The new deal will most likely involve both sides sponsoring a ceasefire in Aleppo and introducing a mechanism to uphold it, but it will not see armed rebel groups put down their weapons or Moscow and Washington conduct joint airstrikes on the city, the media outlet noted.
They involve Ankara saying yes to Assad remaining in power, making every effort to prevent the Kurds from carving an independent state out of northern Syria and withdrawing its support from Jaysh al-Fath, also known as the Army of Conquest.

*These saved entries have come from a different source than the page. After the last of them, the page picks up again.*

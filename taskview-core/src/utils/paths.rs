//! XDG Base Directory and Application-Specific Path Resolution.
//!
//! Resolves the standard base directories through `directories-next` and derives the
//! TaskView-specific directories from them:
//!
//! - [`get_app_config_dir()`]: e.g. `~/.config/taskview` (holds `config.toml`).
//! - [`get_app_data_dir()`]: e.g. `~/.local/share/taskview` (holds the credential file).
//! - [`get_app_state_dir()`]: e.g. `~/.local/state/TaskView/taskview` (holds log files).
//!
//! [`get_user_config_path()`] and [`get_system_config_path()`] honour the
//! `TASKVIEW_CONFIG` and `TASKVIEW_SYSTEM_CONFIG` environment overrides.
//!
//! All functions return [`CoreError::Config`] with
//! [`ConfigError::DirectoryUnavailable`] when a directory cannot be determined,
//! for example when `HOME` is unset.

use crate::error::{ConfigError, CoreError};
use directories_next::{BaseDirs, ProjectDirs};
use std::path::PathBuf;

const QUALIFIER: &str = "dev";
const ORGANIZATION: &str = "TaskView";
const APPLICATION: &str = "taskview";

/// Name of the configuration file inside the config directories.
pub const CONFIG_FILE_NAME: &str = "config.toml";

/// Environment variable that replaces the user configuration file path.
pub const USER_CONFIG_ENV: &str = "TASKVIEW_CONFIG";

/// Environment variable that replaces the system-wide configuration file path.
pub const SYSTEM_CONFIG_ENV: &str = "TASKVIEW_SYSTEM_CONFIG";

const DEFAULT_SYSTEM_CONFIG_PATH: &str = "/etc/taskview/config.toml";

fn unavailable(dir_type: &str) -> CoreError {
    CoreError::Config(ConfigError::DirectoryUnavailable { dir_type: dir_type.to_string() })
}

fn project_dirs() -> Result<ProjectDirs, CoreError> {
    ProjectDirs::from(QUALIFIER, ORGANIZATION, APPLICATION).ok_or_else(|| unavailable("Project"))
}

/// Returns the base directory for user-specific state files.
///
/// On Linux this is `$XDG_STATE_HOME`, falling back to `$HOME/.local/state`.
/// Elsewhere `directories-next` has no state directory, so the local data
/// directory is used.
pub fn get_state_base_dir() -> Result<PathBuf, CoreError> {
    BaseDirs::new()
        .map(|dirs| {
            #[cfg(target_os = "linux")]
            {
                match std::env::var("XDG_STATE_HOME") {
                    Ok(state_home) if !state_home.is_empty() => PathBuf::from(state_home),
                    _ => dirs.home_dir().join(".local/state"),
                }
            }
            #[cfg(not(target_os = "linux"))]
            {
                dirs.data_local_dir().to_path_buf()
            }
        })
        .ok_or_else(|| unavailable("State Base"))
}

/// Returns the TaskView configuration directory.
pub fn get_app_config_dir() -> Result<PathBuf, CoreError> {
    project_dirs().map(|dirs| dirs.config_dir().to_path_buf())
}

/// Returns the TaskView data directory.
pub fn get_app_data_dir() -> Result<PathBuf, CoreError> {
    project_dirs().map(|dirs| dirs.data_dir().to_path_buf())
}

/// Returns the TaskView state directory (`<state base>/TaskView/taskview`).
pub fn get_app_state_dir() -> Result<PathBuf, CoreError> {
    get_state_base_dir().map(|base| base.join(ORGANIZATION).join(APPLICATION))
}

/// Path of the user configuration file.
///
/// `TASKVIEW_CONFIG` wins when set and non-empty; otherwise `config.toml` inside
/// [`get_app_config_dir()`].
pub fn get_user_config_path() -> Result<PathBuf, CoreError> {
    match std::env::var(USER_CONFIG_ENV) {
        Ok(path) if !path.trim().is_empty() => Ok(PathBuf::from(path)),
        _ => get_app_config_dir().map(|dir| dir.join(CONFIG_FILE_NAME)),
    }
}

/// Path of the system-wide configuration file.
///
/// `TASKVIEW_SYSTEM_CONFIG` wins when set and non-empty; otherwise
/// `/etc/taskview/config.toml`.
pub fn get_system_config_path() -> PathBuf {
    match std::env::var(SYSTEM_CONFIG_ENV) {
        Ok(path) if !path.trim().is_empty() => PathBuf::from(path),
        _ => PathBuf::from(DEFAULT_SYSTEM_CONFIG_PATH),
    }
}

The latter is a jihadist coalition, comprising Ahrar al-Sham, Jaish al-Islam, Jabhat Fatah al-Sham (formerly called al-Nusra Front), Jabhat Ansar al-Din, Jaysh al-Sunna, etc.
In addition, "thirteen rebel factions of Fatah Halab, a group that has been fighting against government forces in Idlib and Aleppo, were redeployed through the Turkish territory to northern Syria prior to Ankara's operation," Svobodnaya Pressa said. "Along with the Turkish military they are currently fighting against Daesh and the Syrian Democratic Forces made of Kurdish and Arab fighters."

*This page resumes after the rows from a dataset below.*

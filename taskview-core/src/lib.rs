//! # TaskView Core Library (`taskview-core`)
//!
//! `taskview-core` is the foundational library for the TaskView workspace. It carries the
//! infrastructure every other TaskView crate leans on, and nothing task-specific.
//!
//! ## Purpose
//!
//! - **Error Handling**: A unified error system through the [`CoreError`] enum and its
//!   associated specific error types [`ConfigError`] and [`LoggingError`].
//! - **Configuration Management**: Loading, merging and validating the TOML configuration
//!   through [`ConfigLoader`] and [`TaskViewConfig`].
//! - **Logging**: A logging setup built on top of the `tracing` crate, configurable for
//!   console and rolling-file output in text or JSON format.
//! - **Utility Functions**: XDG path resolution (`utils::paths`) and small filesystem
//!   helpers (`utils::fs`).
//!
//! ## Usage
//!
//! ```rust,ignore
//! use taskview_core::config::ConfigLoader;
//! use taskview_core::logging::initialize_logging;
//! use taskview_core::error::CoreError;
//!
//! fn main() -> Result<(), CoreError> {
//!     let config = ConfigLoader::load()?;
//!     initialize_logging(&config.logging)?;
//!
//!     tracing::info!(base_url = %config.store.base_url, "TaskView core initialized");
//!     Ok(())
//! }
//! ```

pub mod config;
pub mod error;
pub mod logging;
pub mod utils;

pub use config::{ConfigLoader, CredentialsConfig, LoggingConfig, StoreConfig, TaskViewConfig};
pub use error::{ConfigError, CoreError, LoggingError};
pub use logging::{init_minimal_logging, initialize_logging};
pub use utils::{ensure_dir_exists, read_file_to_string, write_string_to_file};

Fatah Halab comprises Faylaq al-Sham, Nour al-Din al-Zinki, Sultan Murad, Jabhat al-Shamiya, 13th Division, Suqor al-Jebel, Jaish al-Tahrir, Hamza Division, Jaish al-Nasr, Mutassim Brigade, Ahrar Tel Rifaat, Liwa al-Fate and to an extent Ahrar al-Sham, an organization that Russia considers to be a terrorist group.
Ahrar al-Sham, Jaish al-Islam and Jabhat Fatah al-Sham could also be added to the list of groups covered by the ceasefire regime that Russia and the US brokered in early 2016, Svobodnaya Pressa said.
"If leaders of these groups come to an agreement, then the plan under which al-Nusra Front opted for a rebranding will work. The organization will dissolve in the new structure that will join the ceasefire. This new group will most likely be led by Ahrar al-Sham," the media outlet noted.
There are certain doubts that either Russia or the US will agree to view al-Nusra Front as a member of legitimate opposition, since both countries consider al-Qaeda's former offshoot in Syria to be a terrorist organization.
On Monday, US Special Envoy for Syria Michael Ratney said that all stakeholders "need to intensify efforts" against terrorist groups, namely Daesh and al-Nusra Front, since they pose a threat to the US and the international community.